A painted and incised ceramic vessel was used as case study in an attempt to evaluate the efficiency of Reflected UV (UVR) RTI and UV induced visible fluorescence (UVF) RTI.
The Highlight RTI data capture took place at the archaeological imaging laboratory of the University of Southampton, using a UV-VIS-IR modified DSLR camera, adequate filters and lighting. The reflected UV-RTI datasets were captured with a UV transmitter and an IR barrier filter. The UV induced visible fluorescence RTI datasets were captured with an IR and an UV barrier filter.
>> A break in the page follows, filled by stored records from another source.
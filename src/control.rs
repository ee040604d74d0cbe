//! Cooperative control loop.
//!
//! `Init → Running`, and `Running` never ends. Each cycle:
//!
//! 1. apply any command the host sent on the console,
//! 2. if processing is enabled, read one accelerometer sample and report it,
//! 3. drain the button latch and, if it held anything, report each
//!    queued capture on its own line,
//! 4. sleep for [`POLL_INTERVAL_MS`](crate::config::POLL_INTERVAL_MS).
//!
//! The sleep goes through an injected [`DelayNs`], so a timer-driven
//! scheduler can replace the busy delay without touching this module.

use embedded_hal::delay::DelayNs;
use portable_atomic::{AtomicBool, Ordering};

use crate::config;
use crate::error::Error;
use crate::irq::{ButtonMode, EdgeCapture, InterruptBridge, IrqLine, IrqRegistry};
use crate::sensor::{AxisTransport, SensorPort, SensorSample};
use crate::telemetry::{emit, CommandReader, Console, HostCommand, Report};
use crate::ui::buttons::{Button, ButtonEventLatch, ButtonMask, CaptureConsumer};
use crate::ui::display::{DisplayPanel, StatusMessage};

/// Gate on accelerometer sampling, shared with interrupt context.
pub struct ProcessingFlag {
    enabled: AtomicBool,
}

impl ProcessingFlag {
    pub const fn new(enabled: bool) -> Self {
        Self {
            enabled: AtomicBool::new(enabled),
        }
    }

    pub fn enable(&self) {
        self.enabled.store(true, Ordering::Release);
    }

    pub fn disable(&self) {
        self.enabled.store(false, Ordering::Release);
    }

    pub fn is_enabled(&self) -> bool {
        self.enabled.load(Ordering::Acquire)
    }
}

/// Process-wide state touched from both interrupt and main context.
pub struct SharedState {
    pub buttons: ButtonEventLatch,
    pub processing: ProcessingFlag,
}

impl SharedState {
    pub const fn new(processing: bool) -> Self {
        Self {
            buttons: ButtonEventLatch::new(),
            processing: ProcessingFlag::new(processing),
        }
    }
}

/// Hardware collaborators the loop owns once running.
pub struct Board<T, D, C, Z> {
    pub sensor: T,
    pub display: D,
    pub console: C,
    pub delay: Z,
}

/// Everything needed to arm the button interrupt during init.
pub struct ButtonWiring<'w, P, R> {
    pub pio: &'w mut P,
    pub registry: &'w mut R,
    pub irq: IrqLine,
    pub lines: u32,
    pub handler: fn(),
}

/// What one cycle did.
#[derive(Clone, Copy, Debug, Default, PartialEq, Eq)]
pub struct Cycle {
    /// Sample read this cycle; `None` when processing is off or the read failed.
    pub sample: Option<SensorSample>,
    /// Buttons drained this cycle.
    pub buttons: Option<ButtonMask>,
    /// Individual captures reported this cycle.
    pub captures: usize,
}

/// The running control loop.
///
/// The display is only written during init and is not kept.
pub struct ControlLoop<'a, T, C, Z> {
    sensor: SensorPort<T>,
    console: C,
    delay: Z,
    shared: &'a SharedState,
    captures: CaptureConsumer<'a>,
    commands: CommandReader,
    button_mode: ButtonMode,
}

impl<'a, T, C, Z> ControlLoop<'a, T, C, Z>
where
    T: AxisTransport,
    C: Console,
    Z: DelayNs,
{
    /// Bring the system up.
    ///
    /// Opens the sensor (fatal on failure), renders the player status,
    /// then arms the buttons (non-fatal on failure). `captures` is the
    /// consumer half of the queue the button handler feeds.
    pub fn init<D, P, R>(
        board: Board<T, D, C, Z>,
        shared: &'a SharedState,
        captures: CaptureConsumer<'a>,
        wiring: ButtonWiring<'_, P, R>,
    ) -> Result<Self, Error>
    where
        D: DisplayPanel,
        P: EdgeCapture,
        R: IrqRegistry,
    {
        let Board {
            sensor,
            mut display,
            mut console,
            delay,
        } = board;

        emit(&mut console, Report::Banner);

        let sensor = match SensorPort::open(sensor) {
            Ok(port) => port,
            Err(e) => {
                error!("Accelerometer not found");
                emit(&mut console, Report::SensorMissing);
                return Err(e);
            }
        };
        info!("Accelerometer opened");

        emit(&mut console, Report::Initializing);
        StatusMessage::player(config::PLAYER_NUMBER).render(&mut display);

        let bridge = InterruptBridge::new(&shared.buttons);
        let button_mode = match bridge.configure(
            wiring.pio,
            wiring.registry,
            wiring.irq,
            wiring.lines,
            wiring.handler,
        ) {
            Ok(()) => {
                info!("Button ISR registered on IRQ {}", wiring.irq.number());
                emit(&mut console, Report::IsrRegistered);
                ButtonMode::Responsive
            }
            Err(e) => {
                warn!("Button ISR registration failed: {}", e);
                emit(&mut console, Report::IsrFailed);
                ButtonMode::Inert
            }
        };
        emit(&mut console, Report::IrqLine(wiring.irq));

        Ok(Self {
            sensor,
            console,
            delay,
            shared,
            captures,
            commands: CommandReader::new(),
            button_mode,
        })
    }

    /// Run one cycle, including the trailing sleep.
    pub fn step(&mut self) -> Cycle {
        if let Some(HostCommand::Start) = self.commands.poll(&mut self.console) {
            info!("Host requested start");
            self.shared.processing.enable();
        }

        let sample = if self.shared.processing.is_enabled() {
            match self.sensor.read_axis() {
                Ok(sample) => {
                    emit(&mut self.console, Report::Sample(sample));
                    Some(sample)
                }
                Err(e) => {
                    warn!("Skipping sample: {}", e);
                    None
                }
            }
        } else {
            None
        };

        let buttons = self.shared.buttons.take();
        let captures = if buttons.is_some() {
            self.report_captures()
        } else {
            0
        };

        self.delay.delay_ms(config::POLL_INTERVAL_MS);

        Cycle {
            sample,
            buttons,
            captures,
        }
    }

    /// One `B` line per queued capture, oldest first.
    fn report_captures(&mut self) -> usize {
        let mut reported = 0;
        while let Some(capture) = self.captures.dequeue() {
            for button in Button::ALL {
                if capture.contains(button) {
                    debug!("{} pressed", button);
                }
            }
            emit(&mut self.console, Report::Buttons(capture));
            reported += 1;
        }

        let dropped = self.shared.buttons.take_dropped();
        if dropped > 0 {
            warn!("{} button captures dropped, queue full", dropped);
        }
        reported
    }

    /// Enter `Running` for good.
    pub fn run(mut self) -> ! {
        loop {
            self.step();
        }
    }

    pub fn button_mode(&self) -> ButtonMode {
        self.button_mode
    }

    pub fn sensor(&self) -> &SensorPort<T> {
        &self.sensor
    }

    pub fn console(&self) -> &C {
        &self.console
    }
}
//! Application-wide constants and compile-time configuration.
//!
//! Peripheral base addresses, timing parameters, and boot defaults
//! live here so they can be tuned in one place. There is no runtime
//! configuration and nothing is persisted across resets.

// Control loop

/// Cooperative yield between control loop cycles (ms).
pub const POLL_INTERVAL_MS: u32 = 50;

/// Whether accelerometer sampling is enabled at boot.
pub const PROCESSING_ON_BOOT: bool = true;

/// Player number rendered on the seven-segment bank at boot.
pub const PLAYER_NUMBER: u8 = 2;

// Buttons

/// Edge-capture bits wired to physical push-buttons (KEY0, KEY1).
pub const BUTTON_LINE_MASK: u32 = 0x03;

/// NVIC line the button PIO interrupt is routed to.
pub const BUTTON_IRQ: u16 = 2;

/// Length of the per-capture queue between the button interrupt and the
/// loop. One slot stays free, so up to 7 captures per poll interval.
pub const CAPTURE_QUEUE_LEN: usize = 8;

/// NVIC priority for the button interrupt (ARMv6-M uses the top two bits).
pub const BUTTON_IRQ_PRIORITY: u8 = 0x80;

// Peripheral map (Platform Designer system, Cortex-M1 AHB-to-Avalon bridge)
//
//   HEX0..HEX5       → one 8-bit output PIO per digit, active-low segments
//   BUTTON           → 2-bit input PIO, falling-edge capture, IRQ 2
//   ACCELEROMETER    → Altera UP accelerometer SPI core (ADXL345)
//   JTAG_UART        → operator console

/// Base addresses of the HEX digit PIOs, indexed by digit position.
pub const HEX_PIO_BASES: [usize; 6] = [
    0x4000_0000,
    0x4000_0010,
    0x4000_0020,
    0x4000_0030,
    0x4000_0040,
    0x4000_0050,
];

/// Base address of the push-button PIO.
pub const BUTTON_PIO_BASE: usize = 0x4000_0100;

/// Base address of the accelerometer SPI core.
pub const ACCELEROMETER_SPI_BASE: usize = 0x4000_0200;

/// Base address of the JTAG UART used as the operator console.
pub const JTAG_UART_BASE: usize = 0x4000_0300;

/// Core clock feeding SysTick (Hz).
pub const SYSCLK_HZ: u32 = 50_000_000;

/// Polls of the JTAG UART write FIFO before a byte is dropped.
///
/// Bounds console writes when no host is attached to drain the FIFO.
pub const CONSOLE_WRITE_SPIN_LIMIT: u32 = 10_000;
The UV induced visible fluorescence image reveals the remains of conservation materials on the surface of the ceramic skyphos and the previous repairs, because of the visible fluorescence emission of common adhesives used. The UV induced visible fluorescence RTI enables the user to virtually move the radiation source around the object leading to numerous different visualizations. In that way the conservator can reach a better understanding about the morphology of the previous repairs.
Reflected UV-RTI offers the opportunity for enhanced examination of subtle surface variations; the remains of the conservation materials, the differentiations of the glaze due to its poor preservation and the salts’ efflorescence. The technique provided in a single file a combination of axial and UV imaging. It is notable that the axial positioning of radiation sources in reflected UV imaging is advantageous and is proposed for recording of scratches and smudges.
The synergy of RTI and UV imaging, results in an enhanced methodology for non-destructive examination and leads to different views of artefacts, which can be used for documentation, presentation, communication and research purposes.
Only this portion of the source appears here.